■ Work task ■
Of the lines below, write out exactly those from the line with "pub fn mark_visited(&mut" through the line with "in column-major order", both included, and skip the rest.

■ Saved entries ■
□ □ □

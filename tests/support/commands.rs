//! Command helper methods for Test.

use super::Test;
use assert_cmd::Command;
use std::process::Output;

impl Test {
    /// Create an autenv command with a clean environment.
    ///
    /// Returns a Command configured with:
    /// - no inherited environment variables
    /// - NO_COLOR set so output is plain
    /// - Current directory set to the test directory
    pub fn cmd(&self) -> Command {
        #[allow(deprecated)]
        let mut cmd = Command::cargo_bin("autenv").expect("failed to find autenv binary");
        cmd.env_clear();
        cmd.env("NO_COLOR", "1");
        cmd.current_dir(self.dir.path());
        cmd
    }

    /// Run autenv with arguments and extra environment variables.
    pub fn run(&self, args: &[&str], vars: &[(&str, &str)]) -> Output {
        let mut cmd = self.cmd();
        for (k, v) in vars {
            cmd.env(k, v);
        }
        cmd.args(args).output().expect("failed to run autenv")
    }

    /// Shortcut for `autenv encrypt` command.
    pub fn encrypt(&self, plaintext: &str, secret: &str) -> Output {
        self.run(&["encrypt", plaintext, secret], &[])
    }

    /// Encrypt and return the trimmed `iv:ciphertext` value.
    pub fn encrypted(&self, plaintext: &str, secret: &str) -> String {
        let output = self.encrypt(plaintext, secret);
        assert!(
            output.status.success(),
            "encrypt failed: {}",
            String::from_utf8_lossy(&output.stderr)
        );
        String::from_utf8_lossy(&output.stdout).trim().to_string()
    }

    /// Shortcut for `autenv decrypt` command.
    pub fn decrypt(&self, value: &str, vars: &[(&str, &str)]) -> Output {
        self.run(&["decrypt", value], vars)
    }

    /// Shortcut for `autenv creds <aut> --env <env> --show-password`.
    pub fn creds(&self, aut: &str, env: &str, vars: &[(&str, &str)]) -> Output {
        self.run(&["creds", aut, "--env", env, "--show-password"], vars)
    }

    /// Shortcut for `autenv check`.
    pub fn check(&self, vars: &[(&str, &str)]) -> Output {
        self.run(&["check"], vars)
    }
}
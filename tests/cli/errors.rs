//! Tests for error handling and CLI flags.

use crate::support::*;
use predicates::prelude::*;

#[test]
fn test_help() {
    Test::new()
        .cmd()
        .arg("--help")
        .assert()
        .success()
        .stdout(predicate::str::contains("encrypt"))
        .stdout(predicate::str::contains("creds"));
}

#[test]
fn test_unknown_command_fails() {
    Test::new()
        .cmd()
        .arg("unknown-command")
        .assert()
        .failure()
        .stderr(predicate::str::contains("unrecognized subcommand"));
}

#[test]
fn test_version_flag() {
    Test::new()
        .cmd()
        .arg("--version")
        .assert()
        .success()
        .stdout(predicate::str::contains(env!("CARGO_PKG_VERSION")));
}

#[test]
fn test_missing_url_names_variable() {
    let t = Test::new();

    let output = t.run(&["url", "hicap", "--env", "qa"], &[]);
    assert_exit_one(&output);
    assert_stderr_contains(&output, "HICAP_QA_URL");
}

#[test]
fn test_error_output_uses_cross_prefix() {
    let t = Test::new();

    let output = t.run(&["url", "tyro"], &[]);
    assert_exit_one(&output);
    assert!(stderr(&output).starts_with("✗ "));
    assert_stderr_contains(&output, "TYRO_PROD_URL");
}

#[test]
fn test_missing_secret_prints_hint() {
    let t = Test::with_env_file(SAMPLE_ENV);

    let output = t.creds("tyro", "ts2", &[]);
    assert_exit_one(&output);
    assert_stderr_contains(&output, "→ export DECRYPT_SECRET");
}

#[test]
fn test_completions() {
    let t = Test::new();

    let output = t.run(&["completions", "bash"], &[]);
    assert_success(&output);
    assert_stdout_contains(&output, "autenv");
}
//! Full-color maze rendering with start and goal markers

use image::{Rgb, RgbImage};
use rand::Rng;

use crate::algorithm::MazeMaker;
use crate::io::configuration::{FLOOR_CHANNEL_MIN, GOAL_COLOR, MARKER_SIDES, START_COLOR};
use crate::io::error::Result;
use crate::render::primitives::{
    canvas_size, fill_convex_polygon, fill_rect, open_regions, regular_polygon,
};

/// Pick one floor color for a whole render, each channel in `128..=255`
pub fn random_floor_color<R: Rng + ?Sized>(rng: &mut R) -> Rgb<u8> {
    Rgb([
        rng.random_range(FLOOR_CHANNEL_MIN..=u8::MAX),
        rng.random_range(FLOOR_CHANNEL_MIN..=u8::MAX),
        rng.random_range(FLOOR_CHANNEL_MIN..=u8::MAX),
    ])
}

/// Render the maze as an RGB image of `width·cell_size × height·cell_size`
///
/// Any cells not yet generated are generated first. Walls and solid cells stay
/// black; the start marker sits on the top-left cell and the goal marker on the
/// bottom-right cell.
///
/// # Errors
///
/// Returns `InvalidParameter` if `cell_size` is zero or the image would be too large
pub fn render_image<R: Rng>(maker: &mut MazeMaker<R>, cell_size: u32) -> Result<RgbImage> {
    let (pixel_width, pixel_height) = canvas_size(maker.width(), maker.height(), cell_size)?;
    let floor = random_floor_color(maker.rng_mut());
    let grid = maker.materialize()?;

    let mut img = RgbImage::new(pixel_width, pixel_height);
    let cs = i64::from(cell_size);
    for pos in grid.interior_positions() {
        let cell = grid.get(pos);
        let origin = [i64::from(pos[0] - 1) * cs, i64::from(pos[1] - 1) * cs];
        for region in open_regions(&cell, origin, cell_size) {
            fill_rect(&mut img, region, floor);
        }
    }

    let half = f64::from(cell_size) / 2.0;
    let start = regular_polygon([half, half], half, MARKER_SIDES, -90.0);
    fill_convex_polygon(&mut img, &start, Rgb(START_COLOR));

    let goal_center = [f64::from(pixel_width) - half, f64::from(pixel_height) - half];
    let goal = regular_polygon(goal_center, half, MARKER_SIDES, 90.0);
    fill_convex_polygon(&mut img, &goal, Rgb(GOAL_COLOR));

    Ok(img)
}
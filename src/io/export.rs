//! PNG export of rendered mazes and masks

use std::path::{Path, PathBuf};

use image::{ImageBuffer, PixelWithColorType};

use crate::io::error::{MazeError, Result};

/// Save an image buffer as PNG, creating the parent directory if needed
///
/// # Errors
///
/// Returns an error if:
/// - The parent directory cannot be created
/// - The image cannot be encoded or written to the specified path
pub fn save_png<P>(img: &ImageBuffer<P, Vec<u8>>, output_path: &Path) -> Result<()>
where
    P: PixelWithColorType<Subpixel = u8>,
{
    if let Some(parent) = output_path.parent()
        && !parent.as_os_str().is_empty()
    {
        std::fs::create_dir_all(parent).map_err(|e| MazeError::FileSystem {
            path: parent.to_path_buf(),
            operation: "create directory",
            source: e,
        })?;
    }

    img.save_with_format(output_path, image::ImageFormat::Png)
        .map_err(|e| MazeError::ImageExport {
            path: output_path.to_path_buf(),
            source: e,
        })
}

/// Output path for the `index`-th of `count` mazes
///
/// A single maze keeps the requested path; batches append `_<index>` to the stem.
pub fn numbered_path(base: &Path, index: usize, count: usize) -> PathBuf {
    if count <= 1 {
        base.to_path_buf()
    } else {
        with_stem_suffix(base, &format!("_{index}"))
    }
}

/// Insert `suffix` between a path's stem and its extension
pub fn with_stem_suffix(path: &Path, suffix: &str) -> PathBuf {
    let stem = path.file_stem().unwrap_or_default().to_string_lossy();
    let name = path.extension().map_or_else(
        || format!("{stem}{suffix}"),
        |extension| format!("{stem}{suffix}.{}", extension.to_string_lossy()),
    );

    if let Some(parent) = path.parent() {
        parent.join(name)
    } else {
        PathBuf::from(name)
    }
}
//! Sparse cell grid with a bounded carve-able interior
//!
//! Cells are stored in a hash map keyed by `[x, y]` and only materialized when
//! first written. The interior spans `[1, width] × [1, height]`; coordinate 0 and
//! anything past the far edge form the reserved border. The grid itself never
//! enforces bounds, callers decide what an out-of-interior coordinate means.

use std::collections::HashMap;

use crate::spatial::cell::{Cell, Direction};

/// Axis-aligned bounding box in grid coordinates
#[derive(Debug, Clone, Copy, PartialEq, Eq)]
pub struct BoundingBox {
    /// Minimum coordinates as `[x, y]` (inclusive)
    pub min: [i32; 2],
    /// Maximum coordinates as `[x, y]` (inclusive)
    pub max: [i32; 2],
}

impl BoundingBox {
    /// Check if a position is within the bounds
    pub const fn contains(&self, pos: [i32; 2]) -> bool {
        pos[0] >= self.min[0]
            && pos[0] <= self.max[0]
            && pos[1] >= self.min[1]
            && pos[1] <= self.max[1]
    }
}

/// Lazily materialized mapping from coordinate to cell state
#[derive(Debug, Clone, Default)]
pub struct Grid {
    cells: HashMap<[i32; 2], Cell>,
    width: usize,
    height: usize,
}

impl Grid {
    /// Create an empty grid with the given interior size
    pub fn new(width: usize, height: usize) -> Self {
        Self {
            cells: HashMap::new(),
            width,
            height,
        }
    }

    /// Interior width in cells
    pub const fn width(&self) -> usize {
        self.width
    }

    /// Interior height in cells
    pub const fn height(&self) -> usize {
        self.height
    }

    /// Interior dimensions as (width, height)
    pub const fn dimensions(&self) -> (usize, usize) {
        (self.width, self.height)
    }

    /// The carve-able interior as a bounding box
    pub const fn interior(&self) -> BoundingBox {
        BoundingBox {
            min: [1, 1],
            max: [self.width as i32, self.height as i32],
        }
    }

    /// Check whether a coordinate lies inside `[1, width] × [1, height]`
    pub const fn in_interior(&self, pos: [i32; 2]) -> bool {
        self.interior().contains(pos)
    }

    /// Return the cell at `pos`, creating a default cell if absent
    pub fn get_or_create(&mut self, pos: [i32; 2]) -> &mut Cell {
        self.cells.entry(pos).or_default()
    }

    /// Read the cell at `pos` without materializing it
    pub fn get(&self, pos: [i32; 2]) -> Cell {
        self.cells.get(&pos).copied().unwrap_or_default()
    }

    /// Whether a cell has been materialized at `pos`
    pub fn is_materialized(&self, pos: [i32; 2]) -> bool {
        self.cells.contains_key(&pos)
    }

    /// Permanently block the cell at `pos`
    pub fn mark_blocked(&mut self, pos: [i32; 2]) {
        let cell = self.get_or_create(pos);
        cell.solid = true;
        cell.visited = true;
    }

    /// Mark the cell at `pos` as claimed by generation
    pub fn mark_visited(&mut self, pos: [i32; 2]) {
        self.get_or_create(pos).visited = true;
    }

    /// Open the passage between `from` and its neighbor in `direction`
    ///
    /// Both sides of the shared wall are cleared together. Returns the
    /// neighbor's coordinate.
    pub fn carve(&mut self, from: [i32; 2], direction: Direction) -> [i32; 2] {
        let to = direction.step(from);
        self.get_or_create(from).clear_wall(direction);
        self.get_or_create(to).clear_wall(direction.opposite());
        to
    }

    /// All interior coordinates in column-major order
    pub fn interior_positions(&self) -> impl Iterator<Item = [i32; 2]> + use<> {
        let (width, height) = (self.width as i32, self.height as i32);
        (1..=width).flat_map(move |x| (1..=height).map(move |y| [x, y]))
    }

    /// Number of solid cells inside the interior
    pub fn solid_count(&self) -> usize {
        self.cells
            .iter()
            .filter(|(pos, cell)| cell.solid && self.in_interior(**pos))
            .count()
    }
}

□ □ □

■ Result for this exercise ■
    pub fn mark_visited(&mut self, pos: [i32; 2]) {
        self.get_or_create(pos).visited = true;
    }

    /// Open the passage between `from` and its neighbor in `direction`
    ///
    /// Both sides of the shared wall are cleared together. Returns the
    /// neighbor's coordinate.
    pub fn carve(&mut self, from: [i32; 2], direction: Direction) -> [i32; 2] {
        let to = direction.step(from);
        self.get_or_create(from).clear_wall(direction);
        self.get_or_create(to).clear_wall(direction.opposite());
        to
    }

    /// All interior coordinates in column-major order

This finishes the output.